Supplied material
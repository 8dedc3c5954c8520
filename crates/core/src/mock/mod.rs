// Mock hardware for isolated testing
//
// Register- and endpoint-level device models that exercise the real
// transport, probe and dispatch code without hardware.

pub mod amcc_card;
pub mod asic_card;
pub mod model;
pub mod usb_device;

pub use amcc_card::{MockS5920Card, MockS5933Card};
pub use asic_card::{MockAsicCard, MockBridge};
pub use model::ClockModel;
pub use usb_device::MockUsbClock;

use crate::device::{Device, ProbeBus, ResourceRange};
use crate::hal::mock_host::MockHost;
use crate::probe::{self, ProbeOptions, ProbeResources};
use crate::registry::DriverContext;
use alloc::sync::Arc;

/// A probed PCI/PCIe card fixture
pub struct AsicFixture {
    pub ctx: Arc<DriverContext>,
    pub host: Arc<MockHost>,
    pub card: Arc<MockAsicCard>,
    pub bridge: Option<Arc<MockBridge>>,
    pub dev: Arc<Device>,
    pub minor: usize,
}

/// Probe one mock card through the full attach path
pub fn asic_fixture(model: ClockModel) -> AsicFixture {
    let host = Arc::new(MockHost::new());
    let ctx = Arc::new(DriverContext::new(host.clone()));
    let (card, bridge, dev, minor) = attach_card(&ctx, model);
    AsicFixture {
        ctx,
        host,
        card,
        bridge,
        dev,
        minor,
    }
}

/// Attach an additional mock card to an existing context
pub fn attach_card(
    ctx: &Arc<DriverContext>,
    model: ClockModel,
) -> (Arc<MockAsicCard>, Option<Arc<MockBridge>>, Arc<Device>, usize) {
    let type_info = *crate::device::device_type_by_num(model.type_num);
    let dev_id = model.dev_id;
    let card = MockAsicCard::new(model);

    let mut rsrc = ProbeResources::new();
    let mut bridge = None;

    match type_info.bus {
        crate::device::BusKind::PciPex8311 => {
            // Range 0 is the bridge config window, range 1 the data
            // registers; the probe swaps them.
            let b = MockBridge::new();
            b.set_ready(true);
            let _ = rsrc.ports.push(ResourceRange {
                base_raw: 0xC000,
                len: 0x80,
                regs: b.clone(),
            });
            let _ = rsrc.ports.push(ResourceRange {
                base_raw: 0xD000,
                len: 0x40,
                regs: card.clone(),
            });
            bridge = Some(b);
        }
        crate::device::BusKind::PciMbgpex => {
            let _ = rsrc.ports.push(ResourceRange {
                base_raw: 0xD000,
                len: 0x40,
                regs: card.clone(),
            });
            let _ = rsrc.mems.push(ResourceRange {
                base_raw: 0xF000_0000,
                len: 0x1000,
                regs: card.clone(),
            });
        }
        _ => {
            let _ = rsrc.ports.push(ResourceRange {
                base_raw: 0xD000,
                len: 0x40,
                regs: card.clone(),
            });
        }
    }
    rsrc.irq = Some(10);

    let (dev, minor) = probe::attach(ctx, ProbeBus::Pci, dev_id, rsrc, ProbeOptions::default())
        .expect("mock card probe succeeds");
    (card, bridge, dev, minor)
}

/// A probed USB device fixture
pub struct UsbFixture {
    pub ctx: Arc<DriverContext>,
    pub host: Arc<MockHost>,
    pub pipes: Arc<MockUsbClock>,
    pub dev: Arc<Device>,
    pub minor: usize,
}

pub fn usb_fixture(model: ClockModel) -> UsbFixture {
    let host = Arc::new(MockHost::new());
    let ctx = Arc::new(DriverContext::new(host.clone()));
    let dev_id = model.dev_id;
    let pipes = MockUsbClock::new(model);

    let mut rsrc = ProbeResources::new();
    rsrc.usb = Some(pipes.clone());

    let (dev, minor) = probe::attach(&ctx, ProbeBus::Usb, dev_id, rsrc, ProbeOptions::default())
        .expect("mock USB probe succeeds");

    UsbFixture {
        ctx,
        host,
        pipes,
        dev,
        minor,
    }
}

/// Re-attach a replugged USB device to an existing context
pub fn usb_replug(
    ctx: &Arc<DriverContext>,
    pipes: &Arc<MockUsbClock>,
) -> crate::error::DriverResult<(Arc<Device>, usize)> {
    pipes.replug();
    let dev_id = pipes.with_model(|m| m.dev_id);
    let mut rsrc = ProbeResources::new();
    rsrc.usb = Some(pipes.clone());
    probe::attach(ctx, ProbeBus::Usb, dev_id, rsrc, ProbeOptions::default())
}

#[cfg(test)]
mod tests {
    use super::*;
    use crate::device::{IrqState, TypeNum};
    use crate::features::PcpsFeatures;

    #[test]
    fn test_gps180pex_probe_features() {
        // GPS180PEX with firmware 0x210 and receiver info bits 13
        // (time scale) and 15 (PTP) set.
        let fix = asic_fixture(ClockModel::gps180pex());
        let cfg = fix.dev.cfg.read();
        assert_eq!(cfg.type_info.num, TypeNum::Gps180pex);
        assert_eq!(cfg.fw_rev, 0x0210);
        assert!(cfg.features.contains(PcpsFeatures::HAS_TIME_SCALE));
        assert!(cfg.features.contains(PcpsFeatures::HAS_UTC_PARM));
        assert!(cfg.features.contains(PcpsFeatures::HAS_PTP));
        assert!(cfg.features.contains(PcpsFeatures::HAS_LAN_INTF));
        assert!(cfg.features.contains(PcpsFeatures::HAS_FAST_HR_TSTAMP));
        assert_eq!(cfg.sernum.as_str(), "029511016290");
        // The extended feature bitset advertises the TLV API, so the
        // TLV record must have been read as well.
        assert!(cfg.xfeatures.has_bit(crate::types::XFeatures::TLV_API));
        assert!(cfg.tlv_info.has_feat(crate::types::TlvInfo::FEAT_FW_UPDATE));
    }

    #[test]
    fn test_pci511_firmware_gate() {
        // PCI511 v1.02 is below the 0x103 threshold for HR time.
        let fix = asic_fixture(ClockModel::pci511());
        let cfg = fix.dev.cfg.read();
        assert!(!cfg.features.contains(PcpsFeatures::HAS_HR_TIME));
        assert!(!cfg.features.contains(PcpsFeatures::HAS_FAST_HR_TSTAMP));

        // Same card with newer firmware gains the feature.
        let mut newer = ClockModel::pci511();
        newer.fw_id = "PCI511 v1.04".into();
        let fix = asic_fixture(newer);
        assert!(fix
            .dev
            .cfg
            .read()
            .features
            .contains(PcpsFeatures::HAS_HR_TIME));
    }

    #[test]
    fn test_pex511_irq_unsafe_detected() {
        let fix = asic_fixture(ClockModel::pex511_old_firmware());
        assert!(fix.dev.irq_state().contains(IrqState::UNSAFE));
        // The acknowledge register is neutralized on unsafe devices.
        assert!(fix.dev.cfg.read().irq_regs.ack.is_none());
    }

    #[test]
    fn test_usb_probe_selects_endpoints() {
        let fix = usb_fixture(ClockModel::dcf600usb());
        let cfg = fix.dev.cfg.read();
        assert_eq!(cfg.type_info.num, TypeNum::Dcf600usb);
        assert!(cfg.features.contains(PcpsFeatures::HAS_RECEIVER_INFO));
        let io = fix.dev.io.lock();
        let usb = io.usb.as_ref().unwrap();
        assert_eq!(usb.ep_host_in.addr, usb_device::EP_HOST_IN);
        assert_eq!(usb.ep_cyclic_in.addr, usb_device::EP_CYCLIC_IN);
    }

    #[test]
    fn test_usb_with_too_few_endpoints_rejected() {
        let host = Arc::new(MockHost::new());
        let ctx = Arc::new(DriverContext::new(host));
        let model = ClockModel::dcf600usb();
        let dev_id = model.dev_id;
        let pipes = MockUsbClock::new(model);
        pipes.set_full_endpoints(false);

        let mut rsrc = ProbeResources::new();
        rsrc.usb = Some(pipes);
        let rc = probe::attach(&ctx, ProbeBus::Usb, dev_id, rsrc, ProbeOptions::default());
        assert!(rc.is_err());
        assert_eq!(ctx.device_count(), 0);
    }
}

Required action
Give the number of lines in the entries that include the string "TypeNum", and nothing else.

Task output
3